▶ Activity: Which of the lines below hold "that"? Please return each one.
Data for review: Begin
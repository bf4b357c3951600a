//! Repetition detectors, one per exercise type.
//!
//! Every detector is a two-phase edge detector over a single sensor channel:
//!
//! 1. **Arm** when the value crosses the *entry* threshold.
//! 2. **Fire** when, while armed, the value crosses the *release* threshold
//!    in the opposite sense. Firing disarms and records the timestamp.
//!
//! Some exercises add a minimum interval between reps. Lift-type detectors
//! gate the fire phase; the shoulder press gates the arm phase instead.
//!
//! | Exercise | Channel | Entry | Release | Gate |
//! |----------|---------|-------|---------|------|
//! | Bicep curl | accel.z | > 3.0 | < -3.0 | none |
//! | Deadlift | accel.y | > -9.0 | < -12.0 | 800 ms on fire |
//! | Squat | accel.y | < 3.0 | > 6.0 | 800 ms on fire |
//! | Shoulder press | gyro.y | > 2.0 | < -1.0 | 1000 ms on arm |
//! | Lateral raise | gyro.x | > 100.0 | < -80.0 | none |
//!
//! The thresholds were tuned on hardware and must not drift.
//!
//! # Example
//!
//! ```rust
//! use rs_reps::{DetectorBank, ExerciseType, MotionSample, RepDetector};
//!
//! let mut bank = DetectorBank::new();
//! let curl = bank.detector_mut(ExerciseType::BicepCurl);
//!
//! assert!(!curl.detect(&MotionSample::accel(0.0, 0.0, 4.0), 0));  // armed
//! assert!(curl.detect(&MotionSample::accel(0.0, 0.0, -4.0), 50)); // fired
//! ```

use crate::motion::{Axis, Channel, MotionSample};
use crate::workout::ExerciseType;

/// A per-sample repetition classifier.
///
/// Implementations own their hysteresis state. `detect` is called once per
/// new sample while the session is working on the matching exercise.
pub trait RepDetector {
    /// Feeds one sample. Returns `true` exactly when a repetition completes.
    fn detect(&mut self, sample: &MotionSample, now_ms: u64) -> bool;

    /// Clears the armed flag. The last-fire timestamp is kept.
    fn reset(&mut self);
}

/// A strict threshold crossing.
#[derive(Clone, Copy, Debug, PartialEq)]
pub enum Crossing {
    /// Value strictly greater than the threshold.
    Above(f32),
    /// Value strictly less than the threshold.
    Below(f32),
}

impl Crossing {
    /// Returns true if `value` satisfies the crossing.
    #[inline]
    pub fn is_met(&self, value: f32) -> bool {
        match *self {
            Crossing::Above(threshold) => value > threshold,
            Crossing::Below(threshold) => value < threshold,
        }
    }
}

/// Where the minimum-interval check applies.
#[derive(Clone, Copy, Debug, PartialEq, Eq)]
pub enum IntervalGate {
    /// No timing restriction.
    None,
    /// Firing requires this many ms since the last fire.
    Fire(u64),
    /// Arming requires this many ms since the last fire.
    Arm(u64),
}

/// Static description of one exercise's detector.
#[derive(Clone, Copy, Debug, PartialEq)]
pub struct DetectorProfile {
    /// Sensor channel to watch.
    pub channel: Channel,
    /// Condition that arms the detector.
    pub entry: Crossing,
    /// Condition that fires an armed detector.
    pub release: Crossing,
    /// Minimum-interval rule.
    pub gate: IntervalGate,
}

impl DetectorProfile {
    /// Bicep curl: forearm swing along accel.z.
    pub const BICEP_CURL: Self = Self {
        channel: Channel::Accel(Axis::Z),
        entry: Crossing::Above(3.0),
        release: Crossing::Below(-3.0),
        gate: IntervalGate::None,
    };

    /// Deadlift: vertical travel along accel.y.
    pub const DEADLIFT: Self = Self {
        channel: Channel::Accel(Axis::Y),
        entry: Crossing::Above(-9.0),
        release: Crossing::Below(-12.0),
        gate: IntervalGate::Fire(800),
    };

    /// Squat: vertical travel along accel.y, inverted sense.
    pub const SQUAT: Self = Self {
        channel: Channel::Accel(Axis::Y),
        entry: Crossing::Below(3.0),
        release: Crossing::Above(6.0),
        gate: IntervalGate::Fire(800),
    };

    /// Shoulder press: wrist rotation on gyro.y.
    pub const SHOULDER_PRESS: Self = Self {
        channel: Channel::Gyro(Axis::Y),
        entry: Crossing::Above(2.0),
        release: Crossing::Below(-1.0),
        gate: IntervalGate::Arm(1000),
    };

    /// Lateral raise: arm rotation on gyro.x.
    pub const LATERAL_RAISE: Self = Self {
        channel: Channel::Gyro(Axis::X),
        entry: Crossing::Above(100.0),
        release: Crossing::Below(-80.0),
        gate: IntervalGate::None,
    };

    /// Profile for an exercise type.
    pub const fn for_exercise(exercise: ExerciseType) -> Self {
        match exercise {
            ExerciseType::BicepCurl => Self::BICEP_CURL,
            ExerciseType::Deadlift => Self::DEADLIFT,
            ExerciseType::Squat => Self::SQUAT,
            ExerciseType::LateralRaise => Self::LATERAL_RAISE,
            ExerciseType::ShoulderPress => Self::SHOULDER_PRESS,
        }
    }
}

/// Threshold hysteresis detector driven by a [`DetectorProfile`].
#[derive(Clone, Debug)]
pub struct ThresholdDetector {
    profile: DetectorProfile,
    armed: bool,
    // Boot-relative; starts at 0 so gated detectors cannot fire in the
    // first interval after power-on.
    last_fire_ms: u64,
}

impl ThresholdDetector {
    /// Creates a detector for the given profile.
    pub const fn new(profile: DetectorProfile) -> Self {
        Self {
            profile,
            armed: false,
            last_fire_ms: 0,
        }
    }

    /// Detector for an exercise type.
    pub const fn for_exercise(exercise: ExerciseType) -> Self {
        Self::new(DetectorProfile::for_exercise(exercise))
    }

    /// Bicep curl detector.
    pub const fn bicep_curl() -> Self {
        Self::new(DetectorProfile::BICEP_CURL)
    }

    /// Deadlift detector.
    pub const fn deadlift() -> Self {
        Self::new(DetectorProfile::DEADLIFT)
    }

    /// Squat detector.
    pub const fn squat() -> Self {
        Self::new(DetectorProfile::SQUAT)
    }

    /// Shoulder press detector.
    pub const fn shoulder_press() -> Self {
        Self::new(DetectorProfile::SHOULDER_PRESS)
    }

    /// Lateral raise detector.
    pub const fn lateral_raise() -> Self {
        Self::new(DetectorProfile::LATERAL_RAISE)
    }

    /// The profile this detector runs.
    pub fn profile(&self) -> &DetectorProfile {
        &self.profile
    }

    /// Whether the entry threshold has been crossed and not yet released.
    pub fn is_armed(&self) -> bool {
        self.armed
    }

    /// Timestamp of the last fired repetition.
    pub fn last_fire_ms(&self) -> u64 {
        self.last_fire_ms
    }

    fn interval_elapsed(&self, now_ms: u64, min_ms: u64) -> bool {
        now_ms.saturating_sub(self.last_fire_ms) >= min_ms
    }
}

impl RepDetector for ThresholdDetector {
    fn detect(&mut self, sample: &MotionSample, now_ms: u64) -> bool {
        let value = sample.channel(self.profile.channel);

        if !self.armed {
            let gate_open = match self.profile.gate {
                IntervalGate::Arm(min_ms) => self.interval_elapsed(now_ms, min_ms),
                _ => true,
            };
            if gate_open && self.profile.entry.is_met(value) {
                self.armed = true;
            }
            return false;
        }

        if !self.profile.release.is_met(value) {
            return false;
        }
        if let IntervalGate::Fire(min_ms) = self.profile.gate {
            if !self.interval_elapsed(now_ms, min_ms) {
                return false;
            }
        }

        self.armed = false;
        self.last_fire_ms = now_ms;
        true
    }

    fn reset(&mut self) {
        self.armed = false;
    }
}

/// One detector per exercise type, constructed once at boot.
///
/// The session borrows the bank mutably and picks the detector matching the
/// current exercise. Detectors for other exercises keep their state.
#[derive(Clone, Debug)]
pub struct DetectorBank {
    detectors: [ThresholdDetector; ExerciseType::COUNT],
}

impl DetectorBank {
    /// Creates a bank with the stock profile for every exercise.
    pub fn new() -> Self {
        Self {
            detectors: ExerciseType::ALL.map(ThresholdDetector::for_exercise),
        }
    }

    /// The detector for an exercise type.
    pub fn detector(&self, exercise: ExerciseType) -> &ThresholdDetector {
        &self.detectors[exercise.index()]
    }

    /// Mutable access to the detector for an exercise type.
    pub fn detector_mut(&mut self, exercise: ExerciseType) -> &mut dyn RepDetector {
        &mut self.detectors[exercise.index()]
    }

    /// Disarms every detector.
    pub fn reset_all(&mut self) {
        for detector in &mut self.detectors {
            detector.reset();
        }
    }
}

impl Default for DetectorBank {
    fn default() -> Self {
        Self::new()
    }
}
Data for review: End
▶ Answer box:
    /// Condition that arms the detector.
    /// Condition that fires an armed detector.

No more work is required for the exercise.